Cranbrook sees the costs involved because the Albany, N.Y., company makes a living doing underground piping work, including water, sewer, water pumping stations, storm water piping, catch basins and manholes. The company also does roadbed preparation work, such as sub-base placement and grading, and some pavement patching but generally hires subcontractors to do paving. In the off-season, Cranbrook keeps a few workers busy doing equipment maintenance and some emergency pipe repairs. Sometimes a hibernating jobsite has to be manned over winter for safety reasons.
If the job goes to the lowest bidder, as most municipal jobs do, and the competition thinks it can do the job cheaper, a contractor may have to scramble to put together a winning bid.
"You just keep analyzing the job," said Crandell. "You cut back on your overhead and profit. You really hammer the job to make sure you make absolutely no mistakes and the thing's executed perfectly. And you also look for an angle on the job, something somebody else might have missed."
While Cranbrook is not a road contractor per se, the company's work often involves tearing up and replacing road pavement. To give the company an edge on road tasks, Cranbrook recently acquired an Asphalt Zipper, a reclaimer/recycler that attaches to the bucket of a wheel loader or skid steer and grinds up asphalt into a material that can be reused or recycled into new asphalt pavement. It eliminates the need to saw the asphalt into chunks and haul it away.
"When you're doing pipe in existing streets where traffic control is involved and maintaining traffic is involved we thought we could save an operation," said Crandell, "and whenever you can save an operation, you can save labor, you save money.
"You can reuse it yourself for sub-base or trench backfill, you can give it back to the municipality for future use or if you're looking for a spot to dispose of the material it's a lot easier to give somebody the ground-up material where they could spread it and use it for a driveway or parking area."
Cranbrook used the Asphalt Zipper from Asphalt Zipper Inc., Pleasant Grove, Utah, on a project in the village of Round Lake, N.Y., where the water and sewer systems were very old and needed to be replaced. The Asphalt Zipper chewed up the narrow streets through the village, first where Cranbrook had to install the water and sewer mains and later where the service had to be connected. The village took the opportunity to install natural gas lines throughout the village while the streets were already torn up.

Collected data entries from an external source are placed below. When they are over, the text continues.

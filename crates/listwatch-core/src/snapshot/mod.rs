//! Snapshot loading, at-rest encoding, fetch timestamps and the store
//! interface.

pub mod encode;
pub mod load;
pub mod store;
pub mod timestamp;

pub use encode::{content_digest, encode_csv};
pub use load::{load_feed, load_persisted};
pub use store::{MemorySnapshotStore, SnapshotStore, StoredSnapshot};
pub use timestamp::FetchTimestamp;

Some parts of the village were lacking paved streets for up to six months, Crandell said, but that was shorter than it might have been: "We were able to use the Asphalt Zipper on that because we were trying to minimize the amount of time people didn't have pavement and also the disposal space was at a premium."
Cranbrook was finishing the restoration work on the $3.8 million Round Lake project in late August.

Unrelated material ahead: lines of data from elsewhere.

//! Filesystem-backed snapshot store

#![allow(clippy::result_large_err)]

use crate::errors::{io_error, not_utf8, Result};
use crate::history::atomic::atomic_create;
use crate::layout::{parse_snapshot_file_name, DataLayout};
use listwatch_core::model::{Market, Snapshot};
use listwatch_core::snapshot::{encode_csv, load_persisted, FetchTimestamp, SnapshotStore, StoredSnapshot};
use std::fs;
use std::io::ErrorKind;
use std::path::PathBuf;

/// One persisted snapshot file
#[derive(Debug, Clone, PartialEq, Eq)]
pub struct SnapshotEntry {
    pub fetched_at: FetchTimestamp,
    pub path: PathBuf,
}

/// Snapshot history stored as one CSV file per fetch under
/// `<data>/<market>/`
#[derive(Debug, Clone)]
pub struct FsSnapshotStore {
    layout: DataLayout,
}

impl FsSnapshotStore {
    pub fn new(layout: DataLayout) -> Self {
        Self { layout }
    }

    pub fn layout(&self) -> &DataLayout {
        &self.layout
    }

    /// All snapshot files of a market, oldest first. Files that do not
    /// follow the naming scheme are skipped.
    ///
    /// # Errors
    ///
    /// - `Io` if the market directory exists but cannot be read
    pub fn list(&self, market: Market) -> Result<Vec<SnapshotEntry>> {
        let dir = self.layout.market_dir(market);
        let read_dir = match fs::read_dir(&dir) {
            Ok(rd) => rd,
            Err(e) if e.kind() == ErrorKind::NotFound => return Ok(Vec::new()),
            Err(e) => return Err(io_error("list_snapshots", &dir, e)),
        };

        let mut entries = Vec::new();
        for entry in read_dir {
            let entry = entry.map_err(|e| io_error("list_snapshots", &dir, e))?;
            let name = entry.file_name();
            let Some(name) = name.to_str() else {
                continue;
            };
            match parse_snapshot_file_name(market, name) {
                Some(fetched_at) => entries.push(SnapshotEntry {
                    fetched_at,
                    path: entry.path(),
                }),
                None => tracing::debug!(
                    market = market.as_str(),
                    file = name,
                    "Ignoring non-snapshot file"
                ),
            }
        }

        entries.sort_by_key(|e| e.fetched_at);
        Ok(entries)
    }

    /// Load the snapshot stored in `entry`
    ///
    /// # Errors
    ///
    /// - `Io` if the file cannot be read
    /// - `Parse`/`Schema` if its content is not a persisted snapshot
    pub fn read(&self, market: Market, entry: &SnapshotEntry) -> Result<Snapshot> {
        let bytes = fs::read(&entry.path).map_err(|e| io_error("read_snapshot", &entry.path, e))?;
        let text = String::from_utf8(bytes).map_err(|e| not_utf8(&entry.path, e))?;
        load_persisted(&text, market).map_err(|e| e.with_path(entry.path.display().to_string()))
    }
}

impl SnapshotStore for FsSnapshotStore {
    fn latest(&self, market: Market) -> Result<Option<StoredSnapshot>> {
        let Some(entry) = self.list(market)?.pop() else {
            tracing::debug!(market = market.as_str(), "No snapshot history");
            return Ok(None);
        };

        let snapshot = self.read(market, &entry)?;
        tracing::debug!(
            market = market.as_str(),
            path = %entry.path.display(),
            row_count = snapshot.len(),
            "Loaded latest snapshot"
        );

        Ok(Some(StoredSnapshot {
            snapshot,
            fetched_at: entry.fetched_at,
            location: entry.path.display().to_string(),
        }))
    }

    fn persist(&self, snapshot: &Snapshot, fetched_at: FetchTimestamp) -> Result<String> {
        let market = snapshot.market();
        let path = self.layout.snapshot_path(market, fetched_at);
        let bytes = encode_csv(snapshot)?;

        atomic_create(&path, &bytes).map_err(|e| e.with_market(market.as_str()))?;

        tracing::debug!(
            market = market.as_str(),
            path = %path.display(),
            bytes = bytes.len(),
            "Persisted snapshot"
        );
        Ok(path.display().to_string())
    }
}

#[cfg(test)]
mod tests {
    use super::*;
    use listwatch_core::model::{Cell, Record};
    use tempfile::TempDir;

    fn setup() -> (FsSnapshotStore, TempDir) {
        let dir = TempDir::new().unwrap();
        let store = FsSnapshotStore::new(DataLayout::new(dir.path()));
        (store, dir)
    }

    fn snapshot(status: &str) -> Snapshot {
        Snapshot::new(
            Market::Twse,
            vec!["進度".to_string()],
            vec![Record::new(
                "1101-20240101",
                vec![Cell::new("進度", Some(status.to_string()))],
            )],
        )
        .unwrap()
    }

    fn ts(s: &str) -> FetchTimestamp {
        FetchTimestamp::parse(s).unwrap()
    }

    #[test]
    fn test_latest_on_empty_store_is_none() {
        let (store, _dir) = setup();
        assert!(store.latest(Market::Twse).unwrap().is_none());
        assert!(store.list(Market::Twse).unwrap().is_empty());
    }

    #[test]
    fn test_persist_then_latest() {
        let (store, _dir) = setup();
        let snap = snapshot("審議中");
        let location = store.persist(&snap, ts("20240101090000")).unwrap();
        assert!(location.ends_with("twse_listing_20240101090000.csv"));

        let latest = store.latest(Market::Twse).unwrap().unwrap();
        assert_eq!(latest.snapshot, snap);
        assert_eq!(latest.fetched_at, ts("20240101090000"));
        assert_eq!(latest.location, location);
    }

    #[test]
    fn test_list_is_sorted_by_timestamp() {
        let (store, _dir) = setup();
        store.persist(&snapshot("b"), ts("20240102000000")).unwrap();
        store.persist(&snapshot("a"), ts("20240101000000")).unwrap();

        let stamps: Vec<String> = store
            .list(Market::Twse)
            .unwrap()
            .iter()
            .map(|e| e.fetched_at.to_string())
            .collect();
        assert_eq!(stamps, vec!["20240101000000", "20240102000000"]);
    }
}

The trickiest part of the work was keeping the old water and sewer systems in service while replacing them with new systems that met modern standards.
Cranbrook did the grading preparation on the streets but hired a subcontractor to do the actual paving.
Back to school
The two-year Round Lake project was probably the toughest job the company has ever done, said Crandell.

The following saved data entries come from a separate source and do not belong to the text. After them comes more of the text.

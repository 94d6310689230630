//! Proxy related metrics.

use prometheus::{IntCounter, IntCounterVec, IntGauge, IntGaugeVec, Opts, Registry};

pub const STATUS_SUCCESS: &str = "success";
pub const STATUS_ERROR: &str = "error";

fn int_counter(registry: &Registry, name: &str, help: &str) -> IntCounter {
    let counter = IntCounter::new(name, help).unwrap();
    registry.register(Box::new(counter.clone())).unwrap();
    counter
}

fn int_counter_vec(registry: &Registry, name: &str, help: &str, labels: &[&str]) -> IntCounterVec {
    let counter = IntCounterVec::new(Opts::new(name, help), labels).unwrap();
    registry.register(Box::new(counter.clone())).unwrap();
    counter
}

fn int_gauge(registry: &Registry, name: &str, help: &str) -> IntGauge {
    let gauge = IntGauge::new(name, help).unwrap();
    registry.register(Box::new(gauge.clone())).unwrap();
    gauge
}

fn int_gauge_vec(registry: &Registry, name: &str, help: &str, labels: &[&str]) -> IntGaugeVec {
    let gauge = IntGaugeVec::new(Opts::new(name, help), labels).unwrap();
    registry.register(Box::new(gauge.clone())).unwrap();
    gauge
}

#[derive(Clone)]
pub struct ControlPlaneMetrics {
    /// Current state of each peer slot.
    pub peer_state: IntGaugeVec,
    /// Live peers in `Connected` state.
    pub peers_connected: IntGauge,
    /// Registered local clients.
    pub clients_connected: IntGauge,
    pub tcp_accepts: IntCounterVec,
    pub tcp_connects: IntCounterVec,
    pub handshakes: IntCounterVec,
    /// Inbound connections closed by duplicate/promotion resolution.
    pub duplicate_yields: IntCounter,
    pub peer_listener_failures: IntCounter,
    pub peer_listener_reinits: IntCounter,
}

impl ControlPlaneMetrics {
    pub fn new(registry: &Registry) -> Self {
        Self {
            peer_state: int_gauge_vec(
                registry,
                "proxy_peer_state",
                "Current state of the peer connection",
                &["peer"],
            ),
            peers_connected: int_gauge(
                registry,
                "proxy_peers_connected",
                "Number of peer connections in the connected state",
            ),
            clients_connected: int_gauge(
                registry,
                "proxy_clients_connected",
                "Number of registered local clients",
            ),
            tcp_accepts: int_counter_vec(
                registry,
                "proxy_tcp_accepts",
                "Total incoming peer connections",
                &["status"],
            ),
            tcp_connects: int_counter_vec(
                registry,
                "proxy_tcp_connects",
                "Total outgoing peer dials",
                &["status"],
            ),
            handshakes: int_counter_vec(
                registry,
                "proxy_handshakes",
                "Hello handshakes by role and status",
                &["role", "status"],
            ),
            duplicate_yields: int_counter(
                registry,
                "proxy_duplicate_yields",
                "Connections closed to preserve the one-connection-per-pair rule",
            ),
            peer_listener_failures: int_counter(
                registry,
                "proxy_peer_listener_failures",
                "Failed attempts to bind or listen on the peer address",
            ),
            peer_listener_reinits: int_counter(
                registry,
                "proxy_peer_listener_reinits",
                "Times the peer listener was closed for re-initialization",
            ),
        }
    }
}

#[derive(Clone)]
pub struct DataPlaneMetrics {
    pub read_bytes: IntCounterVec,
    pub write_bytes: IntCounterVec,
    pub frames_received: IntCounterVec,
    pub read_errors: IntCounterVec,
}

impl DataPlaneMetrics {
    pub fn new(registry: &Registry) -> Self {
        Self {
            read_bytes: int_counter_vec(
                registry,
                "proxy_read_bytes",
                "Bytes read from connections",
                &["conn_kind"],
            ),
            write_bytes: int_counter_vec(
                registry,
                "proxy_write_bytes",
                "Bytes written to connections",
                &["conn_kind"],
            ),
            frames_received: int_counter_vec(
                registry,
                "proxy_frames_received",
                "Frames received by kind",
                &["kind"],
            ),
            read_errors: int_counter_vec(
                registry,
                "proxy_read_errors",
                "Read side failures by kind",
                &["conn_kind"],
            ),
        }
    }
}

#[derive(Clone)]
pub struct RouterMetrics {
    pub forwarded: IntCounterVec,
    pub dropped_unknown_destination: IntCounter,
    pub acks_emitted: IntCounter,
    pub acks_received: IntCounter,
    pub pauses: IntCounter,
    pub resumes: IntCounter,
    pub pending_packets: IntGauge,
}

impl RouterMetrics {
    pub fn new(registry: &Registry) -> Self {
        Self {
            forwarded: int_counter_vec(
                registry,
                "proxy_forwarded_packets",
                "Data packets forwarded to a destination",
                &["dest_kind"],
            ),
            dropped_unknown_destination: int_counter(
                registry,
                "proxy_dropped_unknown_destination",
                "Data packets dropped because no destination was registered",
            ),
            acks_emitted: int_counter(
                registry,
                "proxy_acks_emitted",
                "Cumulative acknowledgements sent",
            ),
            acks_received: int_counter(
                registry,
                "proxy_acks_received",
                "Cumulative acknowledgements received",
            ),
            pauses: int_counter(
                registry,
                "proxy_flow_pauses",
                "Times a destination hit the pause watermark",
            ),
            resumes: int_counter(
                registry,
                "proxy_flow_resumes",
                "Times a paused destination fell back to the resume watermark",
            ),
            pending_packets: int_gauge(
                registry,
                "proxy_pending_packets",
                "Packets queued for paused destinations",
            ),
        }
    }
}

/// All metric groups of one proxy instance.
#[derive(Clone)]
pub struct ProxyMetrics {
    pub control_plane: ControlPlaneMetrics,
    pub data_plane: DataPlaneMetrics,
    pub router: RouterMetrics,
}

impl ProxyMetrics {
    pub fn new(registry: &Registry) -> Self {
        Self {
            control_plane: ControlPlaneMetrics::new(registry),
            data_plane: DataPlaneMetrics::new(registry),
            router: RouterMetrics::new(registry),
        }
    }
}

One of the biggest issues on the mind of the vice president of Cranbrook is the difficulty finding qualified people to operate equipment and perform all the other tasks the company needs to do.
"There's less and less people every year that want to get into construction," said Crandell.
"It's not only laborers. It's people running equipment, carpenters, every phase of construction. At every business I talk to it's hard to find people, and I think it starts right down in the level of elementary and high school."
Students are encouraged to go to college and get a job where they can work indoors and not get dirty, Crandell thinks. "As a result there's not many folks that want to work outside on work that can be seasonal."
Cranbrook, with the Associated Builders and Contractors (ABC), is trying to help build a program that would educate school children about the career possibilities in construction. Called School to Work, the program offers young students as early as kindergarten a chance to see what construction is all about. The program is approved in some parts of New York through the Board of Cooperative Educational Service (BOCES) within the New York State Education Department.
"Some of the introduction is starting with kids in the lower grades even in kindergarten with coloring books of construction equipment and survey equipment, that type of stuff, to try to get them attracted to other opportunities," said Crandell. "And then when they get into BOCES they can pick mechanics courses, welding courses, plumbing, how to read blueprints, that type of thing, and then they would hook up with a business to do an internship."
The students graduate from high school with a little experience they can use to look for a job with a contractor. Or they can join ABC and enter an apprenticeship program.
"When they're done they are a journey tradesman."
Cranbrook currently has a laborer and an equipment operator working with the company through School to Work.
Cranbrook and ABC are working to get School to Work approved for BOCES throughout New York state.